What are the side effects of zika virus?

  • Microcephaly and other congenital deformities in the fetus, such as limb contractures, high muscle tone, eye abnormalities, and hearing loss, are caused by zika virus infection during pregnancy.
  • Congenital abnormalities after infection during pregnancy are yet unclear, and 5–15% of babies delivered to mothers who contracted the Zika virus during pregnancy show signs of problems connected to the virus. Congenital defects can develop after an infection, whether it is symptomatic or not. Preterm birth, stillbirth, and fetus death are additional issues that can arise from zika infection during pregnancy.
  • Decreased brain tissue and brain damage
  • Eye injury
  • Joint issues, such as restricted motion
  • Reduced mobility as a result of excessive muscle tone after birth

How to prevent from mosquitos zika virus?

  • Use an insect repellent bottle to avoid mosquito bites.
  • People are typically exposed to the zika virus through the bite of an infected mosquito.
  • Zika- and other virus-carrying mosquitoes bite both during the day and at night.
  • The easiest approach to avoid contracting Zika is to avoid being bitten by mosquitoes.
  • Everyone should take precautions to avoid mosquito bites, particularly women who are pregnant or nursing.
  • Even for pregnant and nursing women, repellents have been shown to be safe and effective when used as instructed.
  • Although they can bite at night, Zika-carrying mosquitoes are most active between dawn and sunset. If you’re sleeping outside, especially, think about using a mosquito bed net.
  • Put on long pants and a shirt with long sleeves. Additional defense is provided by clothing that has been treated with permethrin, an insect repellent.
  • Drain any buckets, flower pots, or other containers with standing water where mosquitoes can grow.

Should expectant mothers visit regions where there is a Zika risk?
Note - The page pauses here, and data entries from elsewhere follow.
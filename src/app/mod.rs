mod save_actions;
pub mod state;
mod tab_actions;
pub mod tab_registry;
pub mod types;

use std::collections::HashSet;
use std::path::Path;

use crate::input::keybindings::{Action, Keymap};
use crate::model::{DocumentSession, TabId};
use crate::services::chooser::FileChooser;
use crate::services::engine::{EngineDispatcher, EngineMessage};
use crate::services::fs::FileSystem;
use crate::services::surface::{
    EditingSurfaceBridge, SurfaceBus, SurfaceFactory, SurfaceId, SurfaceMessage,
};
use crate::view::save_dialog::SaveConfirmation;
use crate::view::tabs::{tab_labels, TabLabel};

pub use state::AppState;
pub use tab_registry::{TabEntry, TabRegistry, TabSlot};
pub use types::{
    CloseOutcome, ConfirmationOutcome, ControllerError, QuitOutcome, TabState, UiEvent,
};

use crossterm::event::KeyEvent;

/// External collaborators the controller drives
pub struct Collaborators {
    pub surfaces: Box<dyn SurfaceFactory>,
    pub fs: Box<dyn FileSystem>,
    pub chooser: Box<dyn FileChooser>,
    /// `None` disables engine runs
    pub engine: Option<EngineDispatcher>,
}

/// Orchestrates tabs: opening, saving, closing and the confirmation that
/// guards unsaved changes.
///
/// Single-threaded. Surface notifications and engine results arrive over
/// channels and are applied in `pump`, so every state change happens on
/// the caller's thread.
pub struct TabLifecycleController {
    registry: TabRegistry,
    state: AppState,

    bus: SurfaceBus,
    surfaces: Box<dyn SurfaceFactory>,
    fs: Box<dyn FileSystem>,
    chooser: Box<dyn FileChooser>,
    engine: Option<EngineDispatcher>,
    /// Dispatched runs whose result has not come back yet
    engine_jobs: HashSet<u64>,

    keymap: Keymap,

    /// At most one confirmation is open at a time
    pending_confirmation: Option<SaveConfirmation>,
    close_pending: HashSet<TabId>,

    events: Vec<UiEvent>,
    next_surface_id: u64,
    untitled_counter: u64,
    quit_requested: bool,
}

impl TabLifecycleController {
    pub fn new(state: AppState, collaborators: Collaborators) -> Self {
        let keymap = Keymap::new(&state.config);
        Self {
            registry: TabRegistry::new(),
            state,
            bus: SurfaceBus::new(),
            surfaces: collaborators.surfaces,
            fs: collaborators.fs,
            chooser: collaborators.chooser,
            engine: collaborators.engine,
            engine_jobs: HashSet::new(),
            keymap,
            pending_confirmation: None,
            close_pending: HashSet::new(),
            events: Vec::new(),
            next_surface_id: 1,
            untitled_counter: 0,
            quit_requested: false,
        }
    }

    pub fn registry(&self) -> &TabRegistry {
        &self.registry
    }

    pub fn state(&self) -> &AppState {
        &self.state
    }

    pub fn state_mut(&mut self) -> &mut AppState {
        &mut self.state
    }

    pub fn keymap(&self) -> &Keymap {
        &self.keymap
    }

    pub fn session(&self, tab: TabId) -> Option<&DocumentSession> {
        self.registry.session_for(TabSlot::Document(tab))
    }

    pub fn title(&self, tab: TabId) -> Option<&str> {
        self.registry.entry(tab).map(|e| e.title.as_str())
    }

    pub fn selected(&self) -> TabSlot {
        self.registry.selected()
    }

    pub fn pending_confirmation(&self) -> Option<&SaveConfirmation> {
        self.pending_confirmation.as_ref()
    }

    /// Engine runs still in flight, including those of closed tabs
    pub fn pending_engine_jobs(&self) -> usize {
        self.engine_jobs.len()
    }

    pub fn is_quit_requested(&self) -> bool {
        self.quit_requested
    }

    pub fn tab_state(&self, tab: TabId) -> Option<TabState> {
        let session = self.session(tab)?;
        Some(if self.close_pending.contains(&tab) {
            TabState::ClosePending
        } else if session.is_modified() {
            TabState::Dirty
        } else {
            TabState::Clean
        })
    }

    /// Labels of the tab strip, marker last
    pub fn tab_labels(&self) -> Vec<TabLabel> {
        tab_labels(&self.registry)
    }

    pub fn drain_events(&mut self) -> Vec<UiEvent> {
        std::mem::take(&mut self.events)
    }

    /// Apply everything the surfaces and the engine have posted.
    ///
    /// Handling a notification can make a surface post more (a queued push
    /// sent on `ready`), so the bus is drained until it stays empty.
    /// Returns the number of messages processed.
    pub fn pump(&mut self) -> usize {
        let mut processed = 0;
        loop {
            let messages = self.bus.try_recv_all();
            if messages.is_empty() {
                break;
            }
            processed += messages.len();
            for message in messages {
                self.route_surface_message(message);
            }
        }

        let engine_messages = self
            .engine
            .as_ref()
            .map(EngineDispatcher::try_recv_all)
            .unwrap_or_default();
        processed += engine_messages.len();
        for message in engine_messages {
            self.handle_engine_message(message);
        }
        processed
    }

    fn route_surface_message(&mut self, message: SurfaceMessage) {
        let Some(tab) = self.registry.find_by_surface(message.surface) else {
            tracing::trace!(surface = %message.surface, "message for released surface dropped");
            return;
        };
        let Some(entry) = self.registry.entry_mut(tab) else {
            return;
        };
        match entry.session.handle_notification(&message.payload) {
            Ok(true) => {
                let modified = entry.session.is_modified();
                tracing::debug!(%tab, modified, "modified flag changed");
                self.events.push(UiEvent::ModifiedChanged { tab, modified });
            }
            Ok(false) => {}
            Err(e) => {
                tracing::warn!(%tab, surface = %message.surface, "bad surface notification: {}", e);
            }
        }
    }

    fn handle_engine_message(&mut self, message: EngineMessage) {
        let (tab, job_id, result) = match message {
            EngineMessage::Finished {
                job_id,
                tab,
                report,
            } => (tab, job_id, Ok(report)),
            EngineMessage::Failed { job_id, tab, error } => (tab, job_id, Err(error)),
        };
        self.engine_jobs.remove(&job_id);
        if !self.registry.contains(tab) {
            tracing::debug!(job_id, %tab, "engine result for closed tab dropped");
            return;
        }
        if let Err(error) = &result {
            self.notify(format!("Engine failed: {error}"));
        }
        self.events.push(UiEvent::EngineFinished {
            tab,
            job_id,
            result,
        });
    }

    /// Route a key press: an open confirmation takes every key, otherwise
    /// global shortcuts apply. Returns true when the key was consumed.
    pub fn handle_key(&mut self, key: &KeyEvent) -> Result<bool, ControllerError> {
        if let Some(confirmation) = &self.pending_confirmation {
            if let Some(choice) = confirmation.handle_key(key) {
                self.resolve_confirmation(choice)?;
            }
            return Ok(true);
        }

        let Some(action) = self.keymap.resolve(key) else {
            return Ok(false);
        };
        tracing::debug!(action = action.name(), "shortcut");
        match action {
            Action::Save => {
                self.save_current()?;
            }
            Action::CloseTab => {
                self.close_current()?;
            }
            Action::NewTab => {
                self.new_tab()?;
            }
            Action::Open => {
                self.open_with_chooser()?;
            }
            Action::NextTab => {
                self.next_tab();
            }
            Action::PrevTab => {
                self.prev_tab();
            }
            Action::Quit => {
                self.request_quit()?;
            }
            Action::RunEngine => {
                self.run_current()?;
            }
        }
        Ok(true)
    }

    fn new_session(&mut self) -> Result<DocumentSession, ControllerError> {
        let id = SurfaceId(self.next_surface_id);
        self.next_surface_id += 1;
        let channel = self.surfaces.create(id, self.bus.outbox(id));
        let bridge = EditingSurfaceBridge::new(id, channel)?;
        Ok(DocumentSession::new(bridge))
    }

    fn notify(&mut self, message: impl Into<String>) {
        let message = message.into();
        tracing::info!("{}", message);
        self.events.push(UiEvent::Notification(message));
    }

    fn select_slot(&mut self, slot: TabSlot) {
        if self.registry.select(slot) {
            self.events.push(UiEvent::TabSelected(slot));
        }
    }
}

/// Tab title for a file: its name, or the whole path if it has none
fn title_for(path: &Path) -> String {
    path.file_name()
        .map(|name| name.to_string_lossy().into_owned())
        .unwrap_or_else(|| path.display().to_string())
}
Expectant women shouldn’t visit regions where there are Zika outbreaks. Pregnant women should speak with a doctor before travelling to other locations where Zika has recently or currently spread. Travelers who visit locations where there have been outbreaks or recent spread of the disease risk contracting the virus. Zika infection during pregnancy can result in serious brain abnormalities like microcephaly.

Know about the connection between zika and animals?

  • Mosquitos zika virus spreads to people primarily by the bite of an infected mosquito.
  • The only animals that we know can get sick from Zika are nonhuman primates (for example, apes and monkeys), which may have mild illness with fever when infected.
  • There have not been any reports of pets or other types of animals becoming sick with Zika.
  • Current studies suggest that other animals do not contribute to the spread of Zika.
  • There is no evidence that Zika spreads to people from direct contact with animals (for example, touching, licking, coughing, and sneezing).